Excerpted records:

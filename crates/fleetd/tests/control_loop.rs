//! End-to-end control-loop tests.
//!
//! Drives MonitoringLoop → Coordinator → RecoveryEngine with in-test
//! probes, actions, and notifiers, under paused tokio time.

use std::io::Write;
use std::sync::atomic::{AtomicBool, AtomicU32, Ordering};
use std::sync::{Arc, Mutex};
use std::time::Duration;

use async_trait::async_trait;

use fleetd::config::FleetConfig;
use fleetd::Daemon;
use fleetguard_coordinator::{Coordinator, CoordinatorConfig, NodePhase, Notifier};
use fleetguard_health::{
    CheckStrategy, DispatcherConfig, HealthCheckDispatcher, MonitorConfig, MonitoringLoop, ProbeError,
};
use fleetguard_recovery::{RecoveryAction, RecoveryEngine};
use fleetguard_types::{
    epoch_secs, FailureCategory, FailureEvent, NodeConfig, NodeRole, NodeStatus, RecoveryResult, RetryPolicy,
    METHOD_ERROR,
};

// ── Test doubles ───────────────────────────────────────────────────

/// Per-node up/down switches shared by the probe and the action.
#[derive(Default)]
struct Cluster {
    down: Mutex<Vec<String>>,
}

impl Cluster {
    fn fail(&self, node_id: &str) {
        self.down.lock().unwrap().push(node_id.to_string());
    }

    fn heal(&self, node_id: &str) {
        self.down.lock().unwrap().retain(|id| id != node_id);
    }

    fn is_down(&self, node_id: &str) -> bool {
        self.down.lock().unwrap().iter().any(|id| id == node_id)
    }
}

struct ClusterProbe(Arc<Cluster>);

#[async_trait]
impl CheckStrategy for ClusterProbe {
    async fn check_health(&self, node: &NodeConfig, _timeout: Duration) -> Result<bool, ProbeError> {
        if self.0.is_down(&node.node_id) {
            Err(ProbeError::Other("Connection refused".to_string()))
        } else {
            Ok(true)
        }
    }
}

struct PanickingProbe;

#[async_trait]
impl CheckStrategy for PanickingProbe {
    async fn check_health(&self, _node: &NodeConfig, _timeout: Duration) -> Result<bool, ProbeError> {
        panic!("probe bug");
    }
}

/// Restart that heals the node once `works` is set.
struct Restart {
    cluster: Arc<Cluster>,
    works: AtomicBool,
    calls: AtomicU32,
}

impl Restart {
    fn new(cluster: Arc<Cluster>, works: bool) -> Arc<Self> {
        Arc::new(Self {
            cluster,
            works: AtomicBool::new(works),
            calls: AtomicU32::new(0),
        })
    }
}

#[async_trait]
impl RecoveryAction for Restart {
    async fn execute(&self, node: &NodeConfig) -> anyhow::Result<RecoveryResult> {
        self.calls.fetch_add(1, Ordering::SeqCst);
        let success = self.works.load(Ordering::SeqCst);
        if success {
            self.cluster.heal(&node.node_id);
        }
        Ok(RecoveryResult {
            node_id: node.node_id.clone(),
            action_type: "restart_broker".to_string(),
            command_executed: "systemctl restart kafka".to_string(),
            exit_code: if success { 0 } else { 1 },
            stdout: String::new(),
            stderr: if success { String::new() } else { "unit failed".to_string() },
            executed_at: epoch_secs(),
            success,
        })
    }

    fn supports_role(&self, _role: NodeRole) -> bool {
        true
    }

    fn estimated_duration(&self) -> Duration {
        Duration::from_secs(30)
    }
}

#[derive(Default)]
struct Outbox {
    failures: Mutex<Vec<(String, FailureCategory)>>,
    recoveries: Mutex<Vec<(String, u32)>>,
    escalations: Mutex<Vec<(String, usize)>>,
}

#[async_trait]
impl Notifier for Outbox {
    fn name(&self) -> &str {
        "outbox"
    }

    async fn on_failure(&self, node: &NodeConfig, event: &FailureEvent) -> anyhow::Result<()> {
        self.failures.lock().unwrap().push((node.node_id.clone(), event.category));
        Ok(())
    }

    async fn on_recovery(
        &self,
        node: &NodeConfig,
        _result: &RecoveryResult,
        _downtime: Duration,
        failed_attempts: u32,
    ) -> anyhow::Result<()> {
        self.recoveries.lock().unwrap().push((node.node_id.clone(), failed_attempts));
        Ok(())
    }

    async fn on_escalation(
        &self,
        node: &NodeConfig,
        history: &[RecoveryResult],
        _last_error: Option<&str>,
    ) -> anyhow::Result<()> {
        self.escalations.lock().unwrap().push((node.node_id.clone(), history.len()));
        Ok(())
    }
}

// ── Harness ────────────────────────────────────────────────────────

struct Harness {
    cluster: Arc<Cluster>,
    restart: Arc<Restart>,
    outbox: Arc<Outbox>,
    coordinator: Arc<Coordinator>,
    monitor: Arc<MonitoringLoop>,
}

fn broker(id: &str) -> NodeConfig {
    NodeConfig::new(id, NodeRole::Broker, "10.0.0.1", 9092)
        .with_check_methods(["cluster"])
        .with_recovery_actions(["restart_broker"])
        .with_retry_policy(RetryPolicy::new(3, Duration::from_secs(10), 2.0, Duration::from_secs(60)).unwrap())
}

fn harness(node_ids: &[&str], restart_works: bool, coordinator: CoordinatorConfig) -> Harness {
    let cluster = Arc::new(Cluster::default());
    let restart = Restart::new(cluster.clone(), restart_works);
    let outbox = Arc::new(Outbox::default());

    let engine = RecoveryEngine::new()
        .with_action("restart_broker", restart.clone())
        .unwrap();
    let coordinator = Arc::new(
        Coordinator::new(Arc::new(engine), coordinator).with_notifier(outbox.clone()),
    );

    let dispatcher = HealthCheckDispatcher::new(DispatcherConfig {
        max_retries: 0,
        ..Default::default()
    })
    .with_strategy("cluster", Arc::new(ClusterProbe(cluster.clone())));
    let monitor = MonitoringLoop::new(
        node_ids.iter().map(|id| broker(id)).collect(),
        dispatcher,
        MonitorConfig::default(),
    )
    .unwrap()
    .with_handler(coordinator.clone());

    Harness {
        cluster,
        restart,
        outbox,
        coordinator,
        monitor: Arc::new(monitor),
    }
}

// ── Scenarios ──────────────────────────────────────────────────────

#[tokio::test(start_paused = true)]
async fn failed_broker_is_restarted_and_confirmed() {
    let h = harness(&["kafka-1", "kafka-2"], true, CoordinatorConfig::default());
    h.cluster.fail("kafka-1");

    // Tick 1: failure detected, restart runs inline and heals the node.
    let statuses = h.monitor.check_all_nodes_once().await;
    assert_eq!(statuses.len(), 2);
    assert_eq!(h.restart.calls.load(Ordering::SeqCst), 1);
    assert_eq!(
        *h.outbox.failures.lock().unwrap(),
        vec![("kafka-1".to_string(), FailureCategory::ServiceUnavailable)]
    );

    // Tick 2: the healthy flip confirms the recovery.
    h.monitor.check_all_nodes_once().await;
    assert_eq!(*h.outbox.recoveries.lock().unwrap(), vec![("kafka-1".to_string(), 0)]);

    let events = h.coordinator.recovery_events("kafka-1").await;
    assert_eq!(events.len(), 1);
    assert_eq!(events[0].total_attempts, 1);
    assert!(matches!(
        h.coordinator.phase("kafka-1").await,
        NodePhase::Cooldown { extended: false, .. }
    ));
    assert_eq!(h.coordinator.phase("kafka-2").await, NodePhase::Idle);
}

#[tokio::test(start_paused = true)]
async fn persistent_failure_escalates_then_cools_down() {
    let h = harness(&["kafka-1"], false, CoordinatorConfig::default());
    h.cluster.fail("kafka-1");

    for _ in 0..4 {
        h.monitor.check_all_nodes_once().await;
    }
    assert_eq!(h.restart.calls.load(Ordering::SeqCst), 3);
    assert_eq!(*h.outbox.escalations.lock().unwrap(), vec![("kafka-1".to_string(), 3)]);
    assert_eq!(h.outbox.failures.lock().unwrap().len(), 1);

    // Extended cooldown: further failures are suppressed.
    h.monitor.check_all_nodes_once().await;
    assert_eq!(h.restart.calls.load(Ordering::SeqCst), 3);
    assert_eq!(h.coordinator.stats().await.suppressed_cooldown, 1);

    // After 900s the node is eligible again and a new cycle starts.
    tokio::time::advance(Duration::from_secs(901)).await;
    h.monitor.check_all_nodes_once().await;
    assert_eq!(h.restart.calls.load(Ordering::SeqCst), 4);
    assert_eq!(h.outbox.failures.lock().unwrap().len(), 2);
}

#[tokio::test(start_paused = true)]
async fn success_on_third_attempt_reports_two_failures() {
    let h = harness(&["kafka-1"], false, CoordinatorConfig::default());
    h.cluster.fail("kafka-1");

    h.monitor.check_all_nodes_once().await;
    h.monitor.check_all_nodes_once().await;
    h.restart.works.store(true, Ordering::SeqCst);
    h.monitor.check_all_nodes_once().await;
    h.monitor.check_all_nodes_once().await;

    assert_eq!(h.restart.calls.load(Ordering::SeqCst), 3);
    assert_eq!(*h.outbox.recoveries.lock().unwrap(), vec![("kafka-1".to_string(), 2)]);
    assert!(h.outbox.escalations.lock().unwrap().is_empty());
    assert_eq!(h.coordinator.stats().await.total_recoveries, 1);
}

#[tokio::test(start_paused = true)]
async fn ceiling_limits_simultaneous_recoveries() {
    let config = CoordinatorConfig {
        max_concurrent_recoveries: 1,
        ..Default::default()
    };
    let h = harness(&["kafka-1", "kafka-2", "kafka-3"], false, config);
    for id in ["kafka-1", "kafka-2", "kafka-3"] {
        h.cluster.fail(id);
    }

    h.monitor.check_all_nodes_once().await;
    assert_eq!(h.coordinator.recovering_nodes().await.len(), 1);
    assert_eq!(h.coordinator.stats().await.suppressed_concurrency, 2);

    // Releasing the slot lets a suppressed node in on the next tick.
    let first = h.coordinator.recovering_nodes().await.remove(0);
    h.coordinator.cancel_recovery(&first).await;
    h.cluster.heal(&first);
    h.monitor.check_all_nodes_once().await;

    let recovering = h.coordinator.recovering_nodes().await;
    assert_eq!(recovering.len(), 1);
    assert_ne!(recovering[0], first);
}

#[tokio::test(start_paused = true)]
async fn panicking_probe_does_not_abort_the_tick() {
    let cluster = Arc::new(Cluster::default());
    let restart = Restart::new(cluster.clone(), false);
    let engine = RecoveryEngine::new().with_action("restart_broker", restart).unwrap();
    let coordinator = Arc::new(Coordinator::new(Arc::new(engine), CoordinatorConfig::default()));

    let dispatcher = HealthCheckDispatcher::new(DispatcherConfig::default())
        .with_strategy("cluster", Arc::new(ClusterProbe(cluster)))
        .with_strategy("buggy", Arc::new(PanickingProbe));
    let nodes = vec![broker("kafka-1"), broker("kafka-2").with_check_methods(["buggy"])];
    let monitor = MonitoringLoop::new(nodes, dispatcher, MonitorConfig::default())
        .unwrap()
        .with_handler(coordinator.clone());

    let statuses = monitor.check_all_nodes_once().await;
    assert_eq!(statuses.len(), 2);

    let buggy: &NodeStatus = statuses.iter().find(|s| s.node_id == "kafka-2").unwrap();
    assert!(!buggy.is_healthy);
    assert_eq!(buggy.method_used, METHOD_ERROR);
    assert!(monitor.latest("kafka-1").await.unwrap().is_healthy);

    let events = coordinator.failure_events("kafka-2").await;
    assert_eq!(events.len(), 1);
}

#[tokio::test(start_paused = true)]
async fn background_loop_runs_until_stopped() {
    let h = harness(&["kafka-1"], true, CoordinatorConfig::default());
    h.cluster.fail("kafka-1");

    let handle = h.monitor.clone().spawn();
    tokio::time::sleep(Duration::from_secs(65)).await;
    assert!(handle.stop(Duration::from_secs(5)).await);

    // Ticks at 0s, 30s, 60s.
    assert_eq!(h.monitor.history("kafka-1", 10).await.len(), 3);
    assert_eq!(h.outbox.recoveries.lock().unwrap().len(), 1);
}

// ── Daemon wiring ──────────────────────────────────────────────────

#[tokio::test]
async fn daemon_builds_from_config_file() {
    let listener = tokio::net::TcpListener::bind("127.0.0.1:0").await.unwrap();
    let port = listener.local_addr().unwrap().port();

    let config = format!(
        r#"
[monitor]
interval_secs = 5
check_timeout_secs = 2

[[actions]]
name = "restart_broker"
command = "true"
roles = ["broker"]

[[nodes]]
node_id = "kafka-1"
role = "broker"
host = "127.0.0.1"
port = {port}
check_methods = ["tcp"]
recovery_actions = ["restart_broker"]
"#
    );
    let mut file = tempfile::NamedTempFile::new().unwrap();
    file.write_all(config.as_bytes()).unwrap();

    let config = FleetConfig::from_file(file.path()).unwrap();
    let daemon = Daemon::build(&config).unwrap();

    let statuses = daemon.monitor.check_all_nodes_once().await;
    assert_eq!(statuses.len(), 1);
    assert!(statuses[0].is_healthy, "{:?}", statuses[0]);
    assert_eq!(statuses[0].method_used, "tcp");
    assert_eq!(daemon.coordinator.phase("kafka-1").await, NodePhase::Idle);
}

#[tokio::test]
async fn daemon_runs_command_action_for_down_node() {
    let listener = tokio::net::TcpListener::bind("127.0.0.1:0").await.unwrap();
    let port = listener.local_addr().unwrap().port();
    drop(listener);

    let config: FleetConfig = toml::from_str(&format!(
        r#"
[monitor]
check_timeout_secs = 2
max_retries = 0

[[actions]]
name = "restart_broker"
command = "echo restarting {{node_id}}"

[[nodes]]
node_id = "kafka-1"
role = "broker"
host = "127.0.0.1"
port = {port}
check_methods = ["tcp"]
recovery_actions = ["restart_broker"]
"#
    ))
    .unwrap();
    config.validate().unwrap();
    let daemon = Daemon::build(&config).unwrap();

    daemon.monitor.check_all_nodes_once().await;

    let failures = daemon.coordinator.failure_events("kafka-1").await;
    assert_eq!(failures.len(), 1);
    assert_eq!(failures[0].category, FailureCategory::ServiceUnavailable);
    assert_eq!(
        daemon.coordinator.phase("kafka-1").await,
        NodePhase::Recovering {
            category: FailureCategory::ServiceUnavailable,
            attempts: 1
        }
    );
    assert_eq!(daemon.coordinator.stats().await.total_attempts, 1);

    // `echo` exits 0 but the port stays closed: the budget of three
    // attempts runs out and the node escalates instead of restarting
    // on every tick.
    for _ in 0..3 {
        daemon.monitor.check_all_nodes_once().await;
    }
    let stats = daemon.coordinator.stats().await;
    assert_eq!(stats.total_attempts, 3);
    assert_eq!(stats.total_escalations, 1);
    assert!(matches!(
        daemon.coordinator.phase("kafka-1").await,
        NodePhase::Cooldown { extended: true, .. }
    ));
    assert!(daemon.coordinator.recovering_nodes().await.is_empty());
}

What you are asked to do: Please go line by line through the records above, copying each one that holds the string "false".

Response box:
        NodePhase::Cooldown { extended: false, .. }
    let h = harness(&["kafka-1"], false, CoordinatorConfig::default());
    let h = harness(&["kafka-1"], false, CoordinatorConfig::default());
    let h = harness(&["kafka-1", "kafka-2", "kafka-3"], false, config);
    let restart = Restart::new(cluster.clone(), false);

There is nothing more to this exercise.